Coulter Chronicles


Must we wait until December to bestow the 2009 award for best use of electronic media for unabashed self-aggrandizement? Or can we just get it out of the way right now and give the prize to Ann Coulter?

Putting issues of social and political content aside, what the rabid conservative attack dog has accomplished in the last few weeks during a raft of TV appearances to promote her new book is both masterful marketing and terrific theater. It also underscores that, on certain levels, media manipulation works as well for the manipulatee as the manipulator.

Pitching her book, "Guilty: Liberal 'Victims' and Their Assault on America," Coulter is the quintessential television guest: intelligent, articulate, attractive, controversial. Those are the basics, but there is much more to her high-octane success formula.

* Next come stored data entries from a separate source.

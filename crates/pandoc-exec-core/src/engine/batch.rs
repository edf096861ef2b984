/*
 * engine/batch.rs
 * Copyright (c) 2025 pandoc-exec contributors
 *
 * One-shot subprocess execution.
 */

//! Batch execution: spawn, capture, wait.

use std::path::Path;
use std::process::Command;

use crate::error::{ExecError, Result};

/// One-shot external command invocation.
///
/// Implementations capture the merged output streams as one text
/// blob. The exit status is deliberately not part of the contract:
/// error text from the interpreter is as much "the result" as regular
/// output, and callers wanting failure detection inspect the text.
pub trait CommandRunner: Send + Sync {
    /// Run `program` with `args` in `cwd` (or the process's current
    /// directory) and return the captured output.
    fn run(&self, program: &str, args: &[String], cwd: Option<&Path>) -> std::io::Result<String>;
}

/// Production runner backed by [`std::process::Command`].
pub struct ProcessRunner;

impl CommandRunner for ProcessRunner {
    fn run(&self, program: &str, args: &[String], cwd: Option<&Path>) -> std::io::Result<String> {
        let mut cmd = Command::new(program);
        cmd.args(args);
        if let Some(dir) = cwd {
            cmd.current_dir(dir);
        }

        let output = cmd.output()?;

        // stdout first, then stderr. Cross-stream interleaving is not
        // reproducible through separate pipes.
        let mut text = String::from_utf8_lossy(&output.stdout).into_owned();
        text.push_str(&String::from_utf8_lossy(&output.stderr));
        Ok(text)
    }
}

/// Execute `code` through the resolved `command`, appending the code
/// as the final argument and any `args`-attribute tokens after it.
pub fn execute_batch(
    command: &[String],
    code: &str,
    extra_args: &[String],
    cwd: Option<&Path>,
    runner: &dyn CommandRunner,
) -> Result<String> {
    let Some((program, leading)) = command.split_first() else {
        return Err(ExecError::other("empty executor command"));
    };

    let mut args: Vec<String> = leading.to_vec();
    args.push(code.to_string());
    args.extend(extra_args.iter().cloned());

    tracing::debug!(program = %program, cwd = ?cwd, "Executing code block");
    Ok(runner.run(program, &args, cwd)?)
}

To achieve Coulter's level of talkshow kitsch, a guest must enjoy getting slapped around while appearing to fight back. She requires mainstream interviewers who relish the chance to take free shots without fear of seriously bothering anyone.

I've yet to hear Ann Coulter advance so much as a syllable of opinion that I personally support, but as a marketer she is a marvel. She's got the stage style of D-List comic Kathy Griffin; plus the marketing savvy of financial guru Suze Orman and late-night TV pitchman Billy Mays ("It's not a glue, it's a flexible bonding agent!").

Coulter's interviews all seem to begin with a wink, since the parties know exactly what to expect. The choreography resembles what might be discussed before a professional wrestling match. "I'll point at you and shout something about your mother, then you bounce me off the ropes, and I'll fall out of the ring, where I'll pick up a folding chair and break it over your head."

Some audiences actually enjoy this sort of thing because it's overtly violent, yet clearly a game in which no one ever really gets hurt.

Coulter has so refined the pitching process that she appears to have written her new book by following a blueprint for the promotional tour that was to follow. For example, she attacks Harry Smith, host of "The Early Show" on CBS, for an interview with Ted Kennedy in which Smith suggested that Barack Obama is at greater risk of assassination than, say, a white conservative. Using this to support her thesis about liberals painting themselves as victims, Coulter wrote: "Kennedy may be a drunken slob, but unlike CBS News anchors, he is not certifiably insane."

As soon as the book was published, Smith was among the first to interview Coulter. He could barely contain himself during the promo: "She says some nasty things about me ... we're going to find out why."

After proudly announcing, "I read 150 pages of your book last night," Smith really let her have it: "You're a whiner ... you're the one who's claiming victimhood here ... you should have a cross. You should put yourself up on a cross!" I imagine Coulter's press agent was on a phone backstage saying, "As soon as Harry breaks the chair over Ann's head, we can get over to 'The View.'"

On "The View," the five female hosts were understandably appalled by Coulter's chapter on single mothers. "Single motherhood is like a farm team for future criminals," she declared. This was too much even for perky conservative Elizabeth Hasselbeck who demanded, "Why don't you come down as hard on the fathers who aren't there?" Wild applause confirmed that as soon as Coulter writes her next book she'll be back on "The View." As Barbara Walters reminded us, "No one can ignite a media firestorm like Ann Coulter."

At NBC, it was hardly a "firestorm," but Coulter's appearance on the "Today" show was an incendiary work of art. After being bumped on a Tuesday by serious news from the Middle East and a lengthy interview with Britain's Tony Blair, word somehow got out through the conservative Drudge Report that Coulter had been banned for life from all NBC programs.

Naturally, CBS and Fox couldn't wait to book Coulter for a discussion of author banning. The "ban" itself lasted only until Wednesday, when Coulter appeared on "Today" to be summarily slapped by Matt Lauer. "Do you think," asked Lauer, "maybe you helped fan the fire here a little bit (holds up book) to make a controversy to sell the book?"

Coulter cooed that Lauer's motives were in question, not hers. She moved to a more general attack on "liberal media," thereby insuring numerous additional bookings by other shows eager for a turn at interrogating a controversial author without leaving any marks.

The more venomous Coulter manages to be on the morning talk shows, the more likely her appearances are to be recapped and discussed on evening cablecasts - with the same attention that would be given a presidential news conference.

“I think if this book does well, I can buy NBC,” she told Sean Hannity on Fox. That would create a delicious scenario for her next book tour during which Coulter could ask the questions, provide the answers, hit herself over the head, and announce that she has banned herself for life.

© Peter Funt. This column first appeared in The Monterey Herald.